Extended Description

Assuming a user with a given identity, authorization is the process of determining whether that user can access a given resource, based on the user’s privileges and any permissions or other access-control specifications that apply to the resource. When access control checks are incorrectly applied, users are able to access data or perform actions that they should not be allowed to perform. This can lead to a wide range of problems, including information exposures, denial of service, and arbitrary code execution.

Potential Mitigations

  • Divide the product into anonymous, normal, privileged, and administrative areas. Reduce the attack surface by carefully mapping roles with data and functionality. Use role-based access control (RBAC) [REF-229] to enforce the roles at the appropriate boundaries.
  • Note that this approach may not protect against horizontal authorization, i.e., it will not protect a user from attacking others with the same role.

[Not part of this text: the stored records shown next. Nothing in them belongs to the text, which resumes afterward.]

use std::path::PathBuf;

use anyhow::Context;
use clap::Parser;
use tracing::{error, info};
use tracing_subscriber::EnvFilter;

use crate::config::{DrugFailurePolicy, Orientation, PipelineConfig};
use crate::pipeline::run_from_config;

mod analysis;
mod config;
mod data_handling;
mod elastic_net_cv;
mod error;
mod helper_functions;
mod models;
mod pipeline;
mod standardize;

/// Single-task drug response predictor: one elastic net per drug, trained on
/// cell lines and evaluated on patients with a responder/non-responder t-test.
#[derive(Debug, Parser)]
#[command(version, about)]
struct Cli {
    /// JSON configuration file; flags below override its values.
    #[arg(long)]
    config: Option<PathBuf>,

    #[arg(long)]
    data_dir: Option<PathBuf>,

    /// Where the prediction and results tables go (defaults to the data dir).
    #[arg(long)]
    output_dir: Option<PathBuf>,

    #[arg(long, value_enum)]
    orientation: Option<Orientation>,

    #[arg(long)]
    folds: Option<usize>,

    #[arg(long)]
    seed: Option<u64>,

    /// Standardize the test expression with the training expression statistics.
    #[arg(long)]
    reuse_train_stats: bool,

    #[arg(long, value_enum)]
    on_drug_failure: Option<DrugFailurePolicy>,
}

impl Cli {
    fn into_config(self) -> anyhow::Result<PipelineConfig> {
        let mut config = match &self.config {
            Some(path) => PipelineConfig::from_json_file(path)
                .with_context(|| format!("loading configuration from {}", path.display()))?,
            None => PipelineConfig::default(),
        };
        if let Some(dir) = self.data_dir {
            config.data_dir = dir;
        }
        if self.output_dir.is_some() {
            config.output_dir = self.output_dir;
        }
        if let Some(orientation) = self.orientation {
            config.orientation = orientation;
        }
        if let Some(folds) = self.folds {
            config.cv_folds = folds;
        }
        if let Some(seed) = self.seed {
            config.seed = seed;
        }
        if self.reuse_train_stats {
            config.reuse_train_stats = true;
        }
        if let Some(policy) = self.on_drug_failure {
            config.on_drug_failure = policy;
        }
        Ok(config)
    }
}

fn main() -> anyhow::Result<()> {
    tracing_subscriber::fmt()
        .with_env_filter(
            EnvFilter::try_from_default_env().unwrap_or_else(|_| EnvFilter::new("info")),
        )
        .init();

    info!("Starting the single-task drug response predictor");

    let config = Cli::parse().into_config()?;
    config.log_summary();

    let report = run_from_config(&config).map_err(|e| {
        error!("Pipeline failed: {}", e);
        e
    })?;

    let significant = report
        .results
        .iter()
        .filter(|r| r.t_test.p_value < 0.05)
        .count();
    info!(
        "Done: {} drugs fitted, {} with p < 0.05, predictions in {}",
        report.models.len(),
        significant,
        config.output_path(&config.predictions_file).display()
    );
    Ok(())
}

  • Use a vetted library or framework that does not allow this weakness to occur or provides constructs that make this weakness easier to avoid.
  • For example, consider using authorization frameworks such as the JAAS Authorization Framework [REF-233] and the OWASP ESAPI Access Control feature [REF-45].

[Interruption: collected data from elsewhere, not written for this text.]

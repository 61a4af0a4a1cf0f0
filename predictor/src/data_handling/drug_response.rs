use std::path::PathBuf;

use ndarray::ArrayView1;
use tracing::{error, info, warn};

use crate::config::Orientation;
use crate::error::PipelineResult;
use crate::helper_functions::{parse_numeric_table, read_string_table};
use crate::models::{Dataset, Table};

/// Cell-line log-IC50 matrix: cell lines × drugs, NaN where untested.
pub struct DrugResponseDataset {
    pub path: PathBuf,
    pub orientation: Orientation,
}

impl Dataset for DrugResponseDataset {
    type Output = Table<f64>;

    fn load(&self) -> PipelineResult<Table<f64>> {
        info!("Reading drug response data from {}", self.path.display());
        let raw = match read_string_table(&self.path, self.orientation) {
            Ok(raw) => raw,
            Err(e) => {
                error!("Failed to read drug response CSV: {}", e);
                return Err(e);
            }
        };
        let table = parse_numeric_table(&raw, &self.path)?;

        for (j, drug) in table.col_ids().iter().enumerate() {
            if table.column_at(j).iter().all(|v| v.is_nan()) {
                warn!("Drug '{}' has no measured response in the training set", drug);
            }
        }
        info!("Loaded {} cell lines x {} drugs", table.nrows(), table.ncols());
        Ok(table)
    }
}

/// One drug's training responses, keyed by cell-line id.
#[derive(Debug, Clone, Copy)]
pub struct DrugColumn<'a> {
    pub drug: &'a str,
    pub sample_ids: &'a [String],
    pub values: ArrayView1<'a, f64>,
}

impl<'a> DrugColumn<'a> {
    pub fn from_table(table: &'a Table<f64>, j: usize) -> Self {
        Self {
            drug: &table.col_ids()[j],
            sample_ids: table.row_ids(),
            values: table.column_at(j),
        }
    }

    /// (sample id, response) pairs with the missing responses dropped.
    pub fn observed(&self) -> impl Iterator<Item = (&'a str, f64)> + '_ {
        self.sample_ids
            .iter()
            .zip(self.values.iter())
            .filter(|(_, v)| !v.is_nan())
            .map(|(id, &v)| (id.as_str(), v))
    }
}
//! Per-column z-scoring with the statistics kept for reuse and inversion.

use tracing::{info, warn};

use crate::config::ZeroVariancePolicy;
use crate::error::{PipelineError, PipelineResult};
use crate::models::Table;

/// Mean and scale of every column of the table they were fitted on.
#[derive(Debug, Clone, PartialEq)]
pub struct ColumnStats {
    pub columns: Vec<String>,
    pub means: Vec<f64>,
    /// Divisor applied by `transform`; NaN blanks the column.
    pub scales: Vec<f64>,
}

/// NaN-skipping mean and population standard deviation (ddof = 0).
fn mean_std(values: impl Iterator<Item = f64>) -> (f64, f64) {
    let observed: Vec<f64> = values.filter(|v| !v.is_nan()).collect();
    if observed.is_empty() {
        return (f64::NAN, f64::NAN);
    }
    let n = observed.len() as f64;
    let mean = observed.iter().sum::<f64>() / n;
    let var = observed.iter().map(|v| (v - mean).powi(2)).sum::<f64>() / n;
    (mean, var.sqrt())
}

impl ColumnStats {
    pub fn fit(table: &Table<f64>, policy: ZeroVariancePolicy) -> PipelineResult<Self> {
        let mut means = Vec::with_capacity(table.ncols());
        let mut scales = Vec::with_capacity(table.ncols());
        let mut constant = 0usize;

        for (j, name) in table.col_ids().iter().enumerate() {
            let (mean, std) = mean_std(table.column_at(j).iter().copied());
            // relative cut-off so that float noise on a constant column still counts as constant
            let is_constant = std.is_finite() && std <= f64::EPSILON * mean.abs().max(1.0);
            let scale = if !is_constant {
                std
            } else {
                constant += 1;
                match policy {
                    ZeroVariancePolicy::Center => 1.0,
                    ZeroVariancePolicy::Nan => f64::NAN,
                    ZeroVariancePolicy::Error => {
                        return Err(PipelineError::ZeroVariance { column: name.clone() })
                    }
                }
            };
            means.push(mean);
            scales.push(scale);
        }

        if constant > 0 {
            warn!(
                "{} zero-variance columns out of {} ({:?} policy)",
                constant,
                table.ncols(),
                policy
            );
        }
        Ok(Self { columns: table.col_ids().to_vec(), means, scales })
    }

    fn check_columns(&self, table: &Table<f64>) -> PipelineResult<()> {
        if table.col_ids() != self.columns.as_slice() {
            return Err(PipelineError::shape_mismatch(
                "standardization columns",
                format!("{} fitted columns", self.columns.len()),
                format!("{} columns in a different layout", table.ncols()),
            ));
        }
        Ok(())
    }

    pub fn transform(&self, table: &Table<f64>) -> PipelineResult<Table<f64>> {
        self.check_columns(table)?;
        let mut out = table.clone();
        for j in 0..out.ncols() {
            let (mean, scale) = (self.means[j], self.scales[j]);
            out.column_at_mut(j).mapv_inplace(|v| (v - mean) / scale);
        }
        Ok(out)
    }

    #[cfg(test)]
    pub fn inverse_transform(&self, table: &Table<f64>) -> PipelineResult<Table<f64>> {
        self.check_columns(table)?;
        let mut out = table.clone();
        for j in 0..out.ncols() {
            let (mean, scale) = (self.means[j], self.scales[j]);
            out.column_at_mut(j).mapv_inplace(|v| v * scale + mean);
        }
        Ok(out)
    }
}

/// Fits the statistics on `table` and applies them to it.
pub fn standardize(
    name: &str,
    table: &Table<f64>,
    policy: ZeroVariancePolicy,
) -> PipelineResult<(Table<f64>, ColumnStats)> {
    let stats = ColumnStats::fit(table, policy)?;
    let scaled = stats.transform(table)?;
    info!("Standardized {} ({} x {})", name, table.nrows(), table.ncols());
    Ok((scaled, stats))
}
use std::fs::{self, File};
use std::io::BufWriter;

use ndarray::Array1;
use polars::prelude::*;
use serde::Serialize;
use tracing::{info, warn};

use crate::analysis::describe::LabelSummary;
use crate::analysis::t_test::{evaluate, TTestResult};
use crate::config::{DrugFailurePolicy, PipelineConfig};
use crate::data_handling::clinical_response::{binarize, ClinicalResponseDataset, ResponseLabel};
use crate::data_handling::drug_response::{DrugColumn, DrugResponseDataset};
use crate::data_handling::expression::{align_genes, ExpressionDataset};
use crate::elastic_net_cv::{fit_predict, ElasticNetCvParams, ModelSummary};
use crate::error::PipelineResult;
use crate::helper_functions::{dataframe_to_csv, table_to_dataframe};
use crate::models::{Dataset, Table};
use crate::standardize::{standardize, ColumnStats};

const PATIENT_ID_COLUMN: &str = "patient id";

/// The four input tables, samples on the rows.
pub struct PipelineInputs {
    pub train_expression: Table<f64>,
    pub train_response: Table<f64>,
    pub test_expression: Table<f64>,
    pub test_categories: Table<Option<String>>,
}

impl PipelineInputs {
    pub fn load(config: &PipelineConfig) -> PipelineResult<Self> {
        let orientation = config.orientation;
        Ok(Self {
            train_expression: ExpressionDataset {
                path: config.input_path(&config.train_expression),
                orientation,
            }
            .load()?,
            train_response: DrugResponseDataset {
                path: config.input_path(&config.train_response),
                orientation,
            }
            .load()?,
            test_expression: ExpressionDataset {
                path: config.input_path(&config.test_expression),
                orientation,
            }
            .load()?,
            test_categories: ClinicalResponseDataset {
                path: config.input_path(&config.test_response),
                orientation,
            }
            .load()?,
        })
    }
}

#[derive(Debug, Clone, PartialEq, Serialize)]
pub struct DrugFailure {
    pub drug: String,
    pub error: String,
}

/// One row of the results table.
#[derive(Debug, Clone)]
pub struct DrugResult {
    pub drug: String,
    pub labels: LabelSummary,
    pub t_test: TTestResult,
}

pub struct PipelineReport {
    /// Patients × test drugs; NaN where no model was fitted.
    pub predictions: Table<f64>,
    /// One entry per test drug, in test column order.
    pub results: Vec<DrugResult>,
    pub models: Vec<ModelSummary>,
    pub failures: Vec<DrugFailure>,
}

#[derive(Serialize)]
struct ModelSummaryFile<'a> {
    models: &'a [ModelSummary],
    failures: &'a [DrugFailure],
}

/// The test matrix standardized either on its own or with the training statistics.
fn standardize_test(
    config: &PipelineConfig,
    train_stats: &ColumnStats,
    test_expression: &Table<f64>,
) -> PipelineResult<Table<f64>> {
    if config.reuse_train_stats {
        info!("Standardizing test expression with training statistics");
        train_stats.transform(test_expression)
    } else {
        standardize("test expression", test_expression, config.zero_variance).map(|(t, _)| t)
    }
}

/// Fit, predict and evaluate a single drug.
fn run_drug(
    x_train: &Table<f64>,
    y_train: DrugColumn<'_>,
    x_test: &Table<f64>,
    actual: &[ResponseLabel],
    params: &ElasticNetCvParams,
    config: &PipelineConfig,
) -> PipelineResult<(Array1<f64>, ModelSummary, TTestResult)> {
    let fit = fit_predict(x_train, y_train, x_test, params)?;

    info!("Performing t-test...");
    let t_test = evaluate(y_train.drug, actual, &fit.predictions.to_vec(), config.degenerate_test)?;
    info!(
        "{:<20} t = {:>9.4}, p = {:.4e}",
        y_train.drug, t_test.statistic, t_test.p_value
    );
    Ok((fit.predictions, fit.summary, t_test))
}

pub fn run(inputs: &PipelineInputs, config: &PipelineConfig) -> PipelineResult<PipelineReport> {
    let labels = binarize(&inputs.test_categories);

    let (x_train, train_stats) =
        standardize("train expression", &inputs.train_expression, config.zero_variance)?;
    let (y_train, _) = standardize("train response", &inputs.train_response, config.zero_variance)?;
    let test_expression = align_genes(&inputs.train_expression, &inputs.test_expression)?;
    let x_test = standardize_test(config, &train_stats, &test_expression)?;

    // labels follow the prediction rows, matched by patient id
    let label_rows: Vec<Option<usize>> = x_test
        .row_ids()
        .iter()
        .map(|id| labels.row_position(id))
        .collect();
    let unlabelled = label_rows.iter().filter(|r| r.is_none()).count();
    if unlabelled > 0 {
        warn!("{} test patients have no clinical response row", unlabelled);
    }
    let no_profile = labels.nrows().saturating_sub(x_test.nrows() - unlabelled);
    if no_profile > 0 {
        warn!("{} patients with a clinical response have no expression profile", no_profile);
    }

    let mut predictions = Table::filled(
        x_test.row_ids().to_vec(),
        labels.col_ids().to_vec(),
        f64::NAN,
    )?;
    let mut results: Vec<DrugResult> = labels
        .col_ids()
        .iter()
        .enumerate()
        .map(|(j, drug)| DrugResult {
            drug: drug.clone(),
            labels: LabelSummary::from_labels(
                inputs.test_categories.column_at(j),
                labels.column_at(j),
            ),
            t_test: TTestResult::undefined(),
        })
        .collect();
    let mut models = Vec::new();
    let mut failures = Vec::new();

    let params = ElasticNetCvParams::from(config);
    for j in 0..y_train.ncols() {
        let y_single = DrugColumn::from_table(&y_train, j);
        let drug = y_single.drug;
        let Some(test_col) = labels.col_position(drug) else {
            warn!("Drug '{}' has no clinical responses in the test set, skipping", drug);
            continue;
        };

        let label_col = labels.column_at(test_col);
        let actual: Vec<ResponseLabel> = label_rows
            .iter()
            .map(|row| row.map_or(ResponseLabel::Missing, |i| label_col[i].clone()))
            .collect();

        match run_drug(&x_train, y_single, &x_test, &actual, &params, config) {
            Ok((predicted, summary, t_test)) => {
                predictions.column_at_mut(test_col).assign(&predicted);
                results[test_col].t_test = t_test;
                models.push(summary);
            }
            Err(e) if e.is_per_drug() && config.on_drug_failure == DrugFailurePolicy::Skip => {
                warn!("Skipping drug '{}': {}", drug, e);
                failures.push(DrugFailure { drug: drug.to_string(), error: e.to_string() });
            }
            Err(e) => return Err(e),
        }
    }

    info!(
        "Finished {} drugs: {} fitted, {} failed",
        y_train.ncols(),
        models.len(),
        failures.len()
    );
    Ok(PipelineReport { predictions, results, models, failures })
}

fn results_frame(results: &[DrugResult]) -> PolarsResult<DataFrame> {
    let f64_col = |name: &str, get: fn(&DrugResult) -> f64| {
        Column::new(name.into(), results.iter().map(get).collect::<Vec<f64>>())
    };
    let u64_col = |name: &str, get: fn(&DrugResult) -> usize| {
        Column::new(name.into(), results.iter().map(|r| get(r) as u64).collect::<Vec<u64>>())
    };
    DataFrame::new(vec![
        Column::new("drug".into(), results.iter().map(|r| r.drug.clone()).collect::<Vec<_>>()),
        u64_col("count", |r| r.labels.count),
        u64_col("unique", |r| r.labels.unique),
        Column::new("top".into(), results.iter().map(|r| r.labels.top.clone()).collect::<Vec<_>>()),
        u64_col("freq", |r| r.labels.freq),
        f64_col("mean", |r| r.labels.mean),
        f64_col("std", |r| r.labels.std),
        f64_col("min", |r| r.labels.min),
        f64_col("25%", |r| r.labels.q25),
        f64_col("50%", |r| r.labels.median),
        f64_col("75%", |r| r.labels.q75),
        f64_col("max", |r| r.labels.max),
        f64_col("T-statistic", |r| r.t_test.statistic),
        f64_col("P-value", |r| r.t_test.p_value),
    ])
}

pub fn write_outputs(report: &PipelineReport, config: &PipelineConfig) -> PipelineResult<()> {
    let mut predictions = table_to_dataframe(&report.predictions, PATIENT_ID_COLUMN)?;
    dataframe_to_csv(&mut predictions, &config.output_path(&config.predictions_file))?;

    let mut results = results_frame(&report.results)?;
    dataframe_to_csv(&mut results, &config.output_path(&config.results_file))?;

    if config.write_model_summary {
        let path = config.output_path(&config.model_summary_file);
        if let Some(parent) = path.parent().filter(|p| !p.as_os_str().is_empty()) {
            fs::create_dir_all(parent)?;
        }
        let summary = ModelSummaryFile { models: &report.models, failures: &report.failures };
        serde_json::to_writer_pretty(BufWriter::new(File::create(&path)?), &summary)?;
        info!("Saved model summary to {}", path.display());
    }
    Ok(())
}

/// Load, run and persist in one go.
pub fn run_from_config(config: &PipelineConfig) -> PipelineResult<PipelineReport> {
    config.validate()?;
    let inputs = PipelineInputs::load(config)?;
    let report = run(&inputs, config)?;
    write_outputs(&report, config)?;
    if !report.failures.is_empty() {
        warn!(
            "{} drugs produced no predictions: {}",
            report.failures.len(),
            report
                .failures
                .iter()
                .map(|f| f.drug.as_str())
                .collect::<Vec<_>>()
                .join(", ")
        );
    }
    Ok(report)
}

  • For web applications, make sure that the access control mechanism is enforced correctly at the server side on every page. Users should not be able to access any unauthorized functionality or information by simply requesting direct access to that page.
  • One way to do this is to ensure that all pages containing sensitive information are not cached, and that all such pages restrict access to requests that are accompanied by an active and authenticated session token associated with a user who has the required permissions to access that page.